● **WHAT YOU NEED TO DO**: Only the lines from the top of the data through the one with "out of bounds" are to be written out, each exactly as it stands.

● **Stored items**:
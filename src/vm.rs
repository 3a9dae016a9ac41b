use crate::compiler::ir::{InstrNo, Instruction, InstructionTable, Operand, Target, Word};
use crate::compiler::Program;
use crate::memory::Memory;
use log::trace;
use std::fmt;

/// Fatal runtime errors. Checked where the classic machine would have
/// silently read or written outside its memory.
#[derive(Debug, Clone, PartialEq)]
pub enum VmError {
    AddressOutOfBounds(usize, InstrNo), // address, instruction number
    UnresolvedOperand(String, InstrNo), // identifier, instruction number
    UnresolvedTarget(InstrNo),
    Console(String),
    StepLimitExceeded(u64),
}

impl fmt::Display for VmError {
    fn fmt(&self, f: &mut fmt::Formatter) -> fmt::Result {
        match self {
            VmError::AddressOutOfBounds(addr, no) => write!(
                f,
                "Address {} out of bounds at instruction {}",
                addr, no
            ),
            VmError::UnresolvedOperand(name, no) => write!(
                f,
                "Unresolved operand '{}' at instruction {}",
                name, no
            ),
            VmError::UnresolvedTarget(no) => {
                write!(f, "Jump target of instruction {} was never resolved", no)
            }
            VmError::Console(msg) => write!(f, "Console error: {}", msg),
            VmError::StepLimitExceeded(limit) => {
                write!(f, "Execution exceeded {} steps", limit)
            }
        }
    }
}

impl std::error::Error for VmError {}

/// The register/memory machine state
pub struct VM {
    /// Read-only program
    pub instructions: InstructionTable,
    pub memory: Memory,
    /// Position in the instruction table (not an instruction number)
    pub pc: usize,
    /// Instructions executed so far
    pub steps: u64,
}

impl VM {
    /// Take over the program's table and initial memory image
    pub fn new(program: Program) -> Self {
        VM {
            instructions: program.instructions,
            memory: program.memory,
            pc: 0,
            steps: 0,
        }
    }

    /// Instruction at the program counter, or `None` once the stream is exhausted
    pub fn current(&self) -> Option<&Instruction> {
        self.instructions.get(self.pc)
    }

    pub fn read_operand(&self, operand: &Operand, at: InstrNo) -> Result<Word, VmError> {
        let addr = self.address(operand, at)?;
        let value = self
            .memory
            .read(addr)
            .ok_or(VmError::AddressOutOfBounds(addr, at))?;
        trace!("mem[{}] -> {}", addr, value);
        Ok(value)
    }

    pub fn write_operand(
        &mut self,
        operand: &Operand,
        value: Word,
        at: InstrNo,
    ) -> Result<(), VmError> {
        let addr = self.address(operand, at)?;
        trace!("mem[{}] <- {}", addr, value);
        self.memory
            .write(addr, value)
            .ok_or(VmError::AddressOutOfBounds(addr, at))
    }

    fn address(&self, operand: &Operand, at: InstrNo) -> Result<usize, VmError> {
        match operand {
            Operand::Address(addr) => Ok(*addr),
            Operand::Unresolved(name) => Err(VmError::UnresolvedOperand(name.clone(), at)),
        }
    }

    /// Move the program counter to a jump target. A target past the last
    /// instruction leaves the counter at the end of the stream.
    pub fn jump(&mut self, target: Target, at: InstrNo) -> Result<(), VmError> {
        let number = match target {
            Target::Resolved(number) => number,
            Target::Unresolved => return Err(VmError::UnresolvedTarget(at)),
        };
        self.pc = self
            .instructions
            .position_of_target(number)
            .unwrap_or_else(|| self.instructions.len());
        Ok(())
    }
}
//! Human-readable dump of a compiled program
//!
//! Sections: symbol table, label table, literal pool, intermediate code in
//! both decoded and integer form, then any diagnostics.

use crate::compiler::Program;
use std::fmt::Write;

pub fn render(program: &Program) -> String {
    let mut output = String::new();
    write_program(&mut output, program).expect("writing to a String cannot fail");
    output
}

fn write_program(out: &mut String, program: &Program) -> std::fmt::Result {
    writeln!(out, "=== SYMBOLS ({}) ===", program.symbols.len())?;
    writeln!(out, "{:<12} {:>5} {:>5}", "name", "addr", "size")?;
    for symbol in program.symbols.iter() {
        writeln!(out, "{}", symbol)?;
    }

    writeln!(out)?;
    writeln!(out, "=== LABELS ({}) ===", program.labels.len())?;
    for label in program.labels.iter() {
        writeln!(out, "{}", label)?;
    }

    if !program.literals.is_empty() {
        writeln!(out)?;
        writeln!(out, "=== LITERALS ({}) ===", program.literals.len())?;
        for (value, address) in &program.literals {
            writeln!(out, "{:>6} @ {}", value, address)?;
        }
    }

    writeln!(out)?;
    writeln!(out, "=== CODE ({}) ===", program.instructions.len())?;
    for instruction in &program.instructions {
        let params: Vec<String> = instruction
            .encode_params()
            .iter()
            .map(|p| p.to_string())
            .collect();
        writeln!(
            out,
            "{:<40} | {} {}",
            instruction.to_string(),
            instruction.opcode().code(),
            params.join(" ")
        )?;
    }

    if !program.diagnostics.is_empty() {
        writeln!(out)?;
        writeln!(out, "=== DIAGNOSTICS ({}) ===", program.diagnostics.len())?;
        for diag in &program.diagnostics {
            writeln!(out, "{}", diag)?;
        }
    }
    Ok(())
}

● **TASK RESPONSE**:
filename src/vm.rs
repository 3a9dae016a9ac41b
use crate::compiler::ir::{InstrNo, Instruction, InstructionTable, Operand, Target, Word};
use crate::compiler::Program;
use crate::memory::Memory;
use log::trace;
use std::fmt;

/// Fatal runtime errors. Checked where the classic machine would have
/// silently read or written outside its memory.
#[derive(Debug, Clone, PartialEq)]
pub enum VmError {
    AddressOutOfBounds(usize, InstrNo), // address, instruction number
    UnresolvedOperand(String, InstrNo), // identifier, instruction number
    UnresolvedTarget(InstrNo),
    Console(String),
    StepLimitExceeded(u64),
}

impl fmt::Display for VmError {
    fn fmt(&self, f: &mut fmt::Formatter) -> fmt::Result {
        match self {
            VmError::AddressOutOfBounds(addr, no) => write!(
                f,
                "Address {} out of bounds at instruction {}",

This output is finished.